UDP is used similarly to TCP, but does not require the establishment of a connection. In addition, the UDP port and TCP port bound to the server do not conflict. That is, UDP port 9999 and TCP port 9999 can be bound separately.

Using MySQL

MySQL installation

You can download the latest Community Server 5.6.x directly from the MySQL website. MySQL is cross-platform. Select a platform to download the installation file and install it.

During the installation, MySQL will prompt you to enter the password of user root. If you’re afraid you won’t remember, set your password to password.

On Windows, choose utF-8 encoding when installing to handle Chinese properly.
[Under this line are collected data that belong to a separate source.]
use zerocopy::byteorder::{BigEndian, U32, U64};
use zerocopy::{AsBytes, FromBytes, FromZeroes, Unaligned};

use crate::error::{FsError, Result};

pub type InodeId = u32;
/// Index of a cluster inside the data region.
pub type ClusterIndex = u32;

pub const INODE_SIZE: usize = 64;
pub const NUM_DIRECT_POINTERS: usize = 5;
/// Marks an unused cluster pointer on disk.
const NULL_POINTER: u32 = u32::MAX;

const FLAG_USED: u8 = 0b0000_0001;

#[derive(Debug, Clone, Copy, PartialEq, Eq)]
pub enum InodeKind {
    File,
    Directory,
    Symlink,
}

impl InodeKind {
    fn code(self) -> u8 {
        match self {
            InodeKind::File => 1,
            InodeKind::Directory => 2,
            InodeKind::Symlink => 3,
        }
    }

    fn from_code(code: u8) -> Option<Self> {
        match code {
            1 => Some(InodeKind::File),
            2 => Some(InodeKind::Directory),
            3 => Some(InodeKind::Symlink),
            _ => None,
        }
    }

    pub fn name(self) -> &'static str {
        match self {
            InodeKind::File => "file",
            InodeKind::Directory => "directory",
            InodeKind::Symlink => "symbolic link",
        }
    }
}

/// On-disk inode record. Every multi-byte field is big endian and the struct has no
/// padding, so the byte image is identical on every host.
///
/// This structure __must be exactly 64 bytes.__
#[repr(C)]
#[derive(AsBytes, FromBytes, FromZeroes, Unaligned, Clone, Copy)]
struct RawInode {
    id: U32<BigEndian>,
    flags: u8,
    kind: u8,
    reserved0: [u8; 2],
    /// The total size of the content in bytes.
    size: U64<BigEndian>,
    direct: [U32<BigEndian>; NUM_DIRECT_POINTERS],
    /// Cluster of pointers to data clusters.
    single_indirect: U32<BigEndian>,
    /// Cluster of pointers to clusters of pointers to data clusters.
    double_indirect: U32<BigEndian>,
    /// Reserved for future expansion up to the 64 byte limit.
    reserved1: [u8; 20],
}

fn pointer(raw: U32<BigEndian>) -> Option<ClusterIndex> {
    match raw.get() {
        NULL_POINTER => None,
        nr => Some(nr),
    }
}

fn raw_pointer(ptr: Option<ClusterIndex>) -> U32<BigEndian> {
    U32::new(ptr.unwrap_or(NULL_POINTER))
}

/// In-memory view of an inode slot.
#[derive(Debug, Clone, PartialEq, Eq)]
pub struct Inode {
    pub id: InodeId,
    pub free: bool,
    pub kind: InodeKind,
    pub size: u64,
    pub direct: [Option<ClusterIndex>; NUM_DIRECT_POINTERS],
    pub single_indirect: Option<ClusterIndex>,
    pub double_indirect: Option<ClusterIndex>,
}

impl Inode {
    pub fn free(id: InodeId) -> Self {
        Self {
            id,
            free: true,
            kind: InodeKind::File,
            size: 0,
            direct: [None; NUM_DIRECT_POINTERS],
            single_indirect: None,
            double_indirect: None,
        }
    }

    pub fn is_dir(&self) -> bool {
        self.kind == InodeKind::Directory
    }

    /// Whether any cluster is still attached to this inode.
    pub fn has_clusters(&self) -> bool {
        self.direct.iter().any(Option::is_some)
            || self.single_indirect.is_some()
            || self.double_indirect.is_some()
    }

    fn to_raw(&self) -> RawInode {
        let mut direct = [U32::new(NULL_POINTER); NUM_DIRECT_POINTERS];
        for (slot, ptr) in direct.iter_mut().zip(self.direct.iter()) {
            *slot = raw_pointer(*ptr);
        }
        RawInode {
            id: U32::new(self.id),
            flags: if self.free { 0 } else { FLAG_USED },
            kind: self.kind.code(),
            reserved0: [0; 2],
            size: U64::new(self.size),
            direct,
            single_indirect: raw_pointer(self.single_indirect),
            double_indirect: raw_pointer(self.double_indirect),
            reserved1: [0; 20],
        }
    }

    fn from_raw(slot: InodeId, raw: &RawInode) -> Result<Self> {
        // A zeroed slot is a free inode that has never been written.
        if raw.flags & FLAG_USED == 0 {
            return Ok(Self::free(slot));
        }
        if raw.id.get() != slot {
            return Err(FsError::Corrupted(format!(
                "inode slot {} records id {}",
                slot,
                raw.id.get()
            )));
        }
        let kind = InodeKind::from_code(raw.kind).ok_or_else(|| {
            FsError::Corrupted(format!("inode {} has unknown kind {}", slot, raw.kind))
        })?;
        let mut direct = [None; NUM_DIRECT_POINTERS];
        for (slot, ptr) in direct.iter_mut().zip(raw.direct.iter()) {
            *slot = pointer(*ptr);
        }
        Ok(Self {
            id: slot,
            free: false,
            kind,
            size: raw.size.get(),
            direct,
            single_indirect: pointer(raw.single_indirect),
            double_indirect: pointer(raw.double_indirect),
        })
    }
}

/// All inode slots of the image, kept in memory and written back one table block at
/// a time.
pub struct InodeTable {
    nodes: Vec<Inode>,
    cluster_size: usize,
}

impl InodeTable {
    pub fn new(count: u32, cluster_size: u32) -> Self {
        Self {
            nodes: (0..count).map(Inode::free).collect(),
            cluster_size: cluster_size as usize,
        }
    }

    /// Decodes `count` inodes from the raw inode table region.
    pub fn load(region: &[u8], count: u32, cluster_size: u32) -> Result<Self> {
        let needed = count as usize * INODE_SIZE;
        if region.len() < needed {
            return Err(FsError::Corrupted(format!(
                "inode table needs {} bytes, region has {}",
                needed,
                region.len()
            )));
        }
        let nodes = region[..needed]
            .chunks_exact(INODE_SIZE)
            .zip(0..count)
            .map(|(bytes, id)| {
                let raw = RawInode::read_from(bytes).ok_or_else(|| {
                    FsError::Corrupted(format!("inode {} record is malformed", id))
                })?;
                Inode::from_raw(id, &raw)
            })
            .collect::<Result<Vec<_>>>()?;
        Ok(Self {
            nodes,
            cluster_size: cluster_size as usize,
        })
    }

    pub fn len(&self) -> usize {
        self.nodes.len()
    }

    pub fn get(&self, id: InodeId) -> Option<&Inode> {
        self.nodes.get(id as usize)
    }

    /// Overwrites the slot `node.id` points at.
    pub fn put(&mut self, node: Inode) {
        let id = node.id as usize;
        self.nodes[id] = node;
    }

    pub fn lowest_free(&self) -> Option<InodeId> {
        self.nodes.iter().find(|n| n.free).map(|n| n.id)
    }

    pub fn used(&self) -> impl Iterator<Item = &Inode> {
        self.nodes.iter().filter(|n| !n.free)
    }

    pub fn count_used(&self) -> usize {
        self.used().count()
    }

    fn nodes_per_block(&self) -> usize {
        self.cluster_size / INODE_SIZE
    }

    /// Table block (relative to the start of the table) holding inode `id`.
    pub fn block_of(&self, id: InodeId) -> usize {
        id as usize / self.nodes_per_block()
    }

    /// Number of table blocks holding at least one inode.
    pub fn blocks(&self) -> usize {
        (self.nodes.len() + self.nodes_per_block() - 1) / self.nodes_per_block()
    }

    /// Serializes an entire disk block of inodes for writing to disk.
    pub fn serialize_block(&self, block: usize) -> Vec<u8> {
        let mut block_buf = vec![0; self.cluster_size];
        let per_block = self.nodes_per_block();
        let start = (block * per_block).min(self.nodes.len());
        let end = (start + per_block).min(self.nodes.len());
        for (i, node) in self.nodes[start..end].iter().enumerate() {
            let offset = i * INODE_SIZE;
            block_buf[offset..offset + INODE_SIZE].copy_from_slice(node.to_raw().as_bytes());
        }
        block_buf
    }
}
On Mac or Linux, you need to edit the MySQL configuration file to change the default encoding of the database to UTF-8. CNF /etc/ mysql.cnf /etc/ mysql.cnf /etc/ mysql.cnf

[client]
default-character-set = utf8

[mysqld]
default-storage-engine = INNODB
character-set-server = utf8
collation-server = utf8_general_ci
Copy the code

After MySQL restarts, you can use MySQL client command line to check the encoding:

$ mysql -u root -p Enter password: Welcome to the MySQL monitor... . mysql> show variables like '%char%'; +--------------------------+--------------------------------------------------------+ | Variable_name | Value | +--------------------------+--------------------------------------------------------+ | character_set_client | utf8 | | character_set_connection | utf8 | | character_set_database | utf8 | | character_set_filesystem | binary | | character_set_results | utf8 | | character_set_server | utf8 | | character_set_system | utf8 | | character_sets_dir | / usr/local/mysql - 5.1.65 - osx10.6 - x86_64 / share/charsets / | + -- -- -- -- -- -- -- -- -- -- -- -- -- -- -- -- -- -- -- -- -- -- -- -- -- - + -- -- -- -- -- -- -- -- -- -- -- -- -- -- -- -- -- -- -- -- -- -- -- -- -- -- -- -- -- -- -- -- -- -- -- -- -- -- -- -- -- -- -- -- -- -- -- -- -- -- -- -- -- -- -- - + 8 rows in the set (0.00 SEC)Copy the code

Seeing utF8 indicates that the encoding is set correctly.
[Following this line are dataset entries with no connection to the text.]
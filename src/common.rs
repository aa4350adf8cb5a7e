// Common types shared by the membership and KV layers.

use std::fmt;
use std::str::FromStr;

use serde::{Deserialize, Serialize};

use crate::error::KvError;

/// Discrete simulation time, in ticks.
pub type Tick = i64;

/// Transaction identifier, unique per coordinator lifetime.
pub type TransId = i32;

/// A node address: 32-bit id followed by a 16-bit port, 6 bytes on the wire.
///
/// Addresses are compared by byte equality; the all-zero address is the
/// null address and never names a live node.
#[derive(Debug, Clone, Copy, PartialEq, Eq, Hash, Serialize, Deserialize)]
pub struct Address {
    pub id: i32,
    pub port: i16,
}

/// The null (all-zero) address.
pub const NULL_ADDRESS: Address = Address { id: 0, port: 0 };

impl Address {
    pub fn new(id: i32, port: i16) -> Self {
        Self { id, port }
    }

    /// Wire form: id as 4 little-endian bytes, then port as 2.
    pub fn to_bytes(self) -> [u8; 6] {
        let mut out = [0u8; 6];
        out[..4].copy_from_slice(&self.id.to_le_bytes());
        out[4..].copy_from_slice(&self.port.to_le_bytes());
        out
    }

    pub fn from_bytes(bytes: &[u8; 6]) -> Self {
        let id = i32::from_le_bytes([bytes[0], bytes[1], bytes[2], bytes[3]]);
        let port = i16::from_le_bytes([bytes[4], bytes[5]]);
        Self { id, port }
    }

    pub fn is_null(&self) -> bool {
        *self == NULL_ADDRESS
    }
}

// Lexical byte order, so ring tie-breaking matches wire-level comparison.
impl Ord for Address {
    fn cmp(&self, other: &Self) -> std::cmp::Ordering {
        self.to_bytes().cmp(&other.to_bytes())
    }
}

impl PartialOrd for Address {
    fn partial_cmp(&self, other: &Self) -> Option<std::cmp::Ordering> {
        Some(self.cmp(other))
    }
}

impl fmt::Display for Address {
    fn fmt(&self, f: &mut fmt::Formatter<'_>) -> fmt::Result {
        write!(f, "{}:{}", self.id, self.port)
    }
}

impl FromStr for Address {
    type Err = KvError;

    fn from_str(s: &str) -> Result<Self, Self::Err> {
        let (id, port) = s
            .split_once(':')
            .ok_or_else(|| KvError::InvalidAddress(s.to_string()))?;
        let id = id
            .parse::<i32>()
            .map_err(|_| KvError::InvalidAddress(s.to_string()))?;
        let port = port
            .parse::<i16>()
            .map_err(|_| KvError::InvalidAddress(s.to_string()))?;
        Ok(Self { id, port })
    }
}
Installing the MySQL driver

Since the MySQL server runs as a separate process and serves external services over the network, a Python-enabled MySQL driver is required to connect to the MySQL server. Allow-external: mysql-connector-python allow-external: mysql-connector-python: mysql-connector-python: allow-external

 pip install mysql-connector-python --allow-external mysql-connector-python
Copy the code

If the above command fails to install, try another driver:

$ pip install mysql-connector
Copy the code

We demonstrate how to connect to the test database on the MySQL server:

>>> import mysql.connector # >>> conn = mysql.connector.connect(user='root', password='password', Database ='test') >>> cursor = conn.cursor() >>> cursor.execute('create table user (id varchar(20) primary key, name varchar(20))') >>> cursor.execute('insert into user (id, name) values (%s, %s)', ['1', 'Michael']) >>> cursor.rowcount 1 # commit transaction: >>> conn.mit () >>> cursor.close() >>> cursor = conn.cursor() >>> cursor.execute('select * from user where id = %s', Fetchall () >>> VALUES [('1', 'Michael')] # close cursor and Connection: >>> cursor.close() True >>> conn.close()Copy the code

Web development

WSGI interface

Knowing the HTTP protocol and HTML documents, we understand the essence of a Web application:

The browser sends an HTTP request;
The server receives the request and generates an HTML document;
The server sends the HTML document to the browser as the Body of the HTTP response;
The browser receives the HTTP response, pulls the HTML document from the HTTP Body and displays it.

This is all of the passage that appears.